Из других заболеваний необходимо отметить хронический гепатит – 1 (0,8 %), аденому предстательной железы с пиелонефритом – 1 (0,8 %), перенесенную язвенную болезнь двенадцатиперстной кишки, по поводу которой за два года до обследования была выполнена резекция желудка 1 (0,8 %), активную фазу язвенной болезни антрального отдела желудка 1 (0,8 %) и перфоративную язву желудка с перитонитом 1 (0,8 %). Летальный результат имел место в одном случае (0,8 %) от обширного инфаркта миокарда. У трех больных (2,4 %) в срок от 6 месяцев до 2 лет после лапароскопической операции были выявлены злокачественные опухоли различной локализации. Все они оперированы. Но если после резекции кишечника по поводу рака сигмы и рака ободочной кишки больные выздоравливали, то после операции по поводу рака матки с поражением яичников и прорастанием опухоли в мочевой пузырь наступил летальный результат. Всего по разным причинам в анализируемом отдаленном периоде после ЛХЭ умерло 4 (3,2 %) больных.
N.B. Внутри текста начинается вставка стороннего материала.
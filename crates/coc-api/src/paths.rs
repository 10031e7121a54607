//! Fixed API paths for each polled category

use crate::tag::encode_tag;

/// Production API root.
pub const DEFAULT_BASE_URL: &str = "https://api.clashofclans.com/v1";

pub fn clan_path(tag: &str) -> String {
    format!("/clans/{}", encode_tag(tag))
}

pub fn player_path(tag: &str) -> String {
    format!("/players/{}", encode_tag(tag))
}

pub fn current_war_path(tag: &str) -> String {
    format!("/clans/{}/currentwar", encode_tag(tag))
}

/// Lightweight clan search used to detect maintenance windows.
///
/// `min_members` only varies the query string so upstream caches never serve
/// a stale status.
pub fn maintenance_probe_path(min_members: u32) -> String {
    format!("/clans?limit=1&minMembers={min_members}")
}
//! Application struct — the eframe::App implementation.
//!
//! Thin wrapper: drains service events, dispatches to view modules.
//! No async, no timers, no swap logic.

use std::time::Duration;

use mockswap_core::{Phase, SwapConfig};
use tokio::sync::mpsc;
use tokio_util::sync::CancellationToken;

use crate::events::{ServiceEvent, UiEvent};
use crate::state::AppState;
use crate::view;

/// Repaint interval while a confirmation is pending, so the settlement
/// shows up without user input.
const PENDING_REPAINT: Duration = Duration::from_millis(200);

/// The swap application.
pub struct App {
    pub state: AppState,
    pub ui_tx: mpsc::UnboundedSender<UiEvent>,
    svc_rx: mpsc::UnboundedReceiver<ServiceEvent>,
    shutdown_token: CancellationToken,
}

impl App {
    /// Create a new App, spawning the background service task.
    pub fn new(cc: &eframe::CreationContext<'_>, config: SwapConfig) -> Self {
        egui_extras::install_image_loaders(&cc.egui_ctx);

        let (ui_tx, ui_rx) = mpsc::unbounded_channel();
        let (svc_tx, svc_rx) = mpsc::unbounded_channel();
        let token = CancellationToken::new();

        // Spawn the single background service task
        let svc_token = token.clone();
        tokio::spawn(crate::service::run(
            svc_token,
            ui_rx,
            svc_tx,
            config.confirm_delay(),
        ));

        Self {
            state: AppState::new(config),
            ui_tx,
            svc_rx,
            shutdown_token: token,
        }
    }
}

impl Drop for App {
    fn drop(&mut self) {
        let _ = self.ui_tx.send(UiEvent::Shutdown);
        self.shutdown_token.cancel();
    }
}

impl eframe::App for App {
    fn update(&mut self, ctx: &egui::Context, _frame: &mut eframe::Frame) {
        // 1. Drain all pending service events (non-blocking)
        while let Ok(event) = self.svc_rx.try_recv() {
            self.state.apply(event);
            ctx.request_repaint();
        }

        if self.state.form.phase() == Phase::Confirming {
            ctx.request_repaint_after(PENDING_REPAINT);
        }

        // 2. Central panel — route on the form phase
        egui::CentralPanel::default().show(ctx, |ui| {
            ui.set_max_width(480.0);
            match self.state.form.phase() {
                Phase::Editing | Phase::Confirming => {
                    view::swap::show(ui, &mut self.state, &self.ui_tx);
                }
                Phase::Confirmed => {
                    view::success::show(ui, &mut self.state);
                }
            }
        });
    }
}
Обсуждение. Таким образом, независимо от того, что ЛХЭ является малотравматичной, сопровождается коротким сроком пребывания в хирургическом отделении, она не всегда приводит к полному выздоровлению больных. Это отмечается только в 61,9 % случаев. У остальных, а это 38,1 % пациентов имеют место изменения, связанные как с самой перенесенной операцией, так и с изменениями в органах, которые сопровождают заболевания желчного пузыря, или возникают после вмешательства, а 4 (3,2 %) больных имело место летальных исход. Все это заставляет продолжить лечение большинства больных и наблюдение после выписки из хирургического отделения. Для профилактики возникновения грыжи необходимо более тщательно ушивать место прокола и ввода троакара в брюшную полость выше пупка.

Выводы

  1. Использование всех выше описанных профилактических мероприятий при выполнении ЛХЭ позволило уменьшить частоту интраоперационных осложнений до 0,12 %, частоту конверсии – до 1,5 %.
  2. После лапароскопической холецистэктомии необходимо наблюдение за оперированными больными совместно с гастроэнтерологами и постановка их на диспансерный учёт.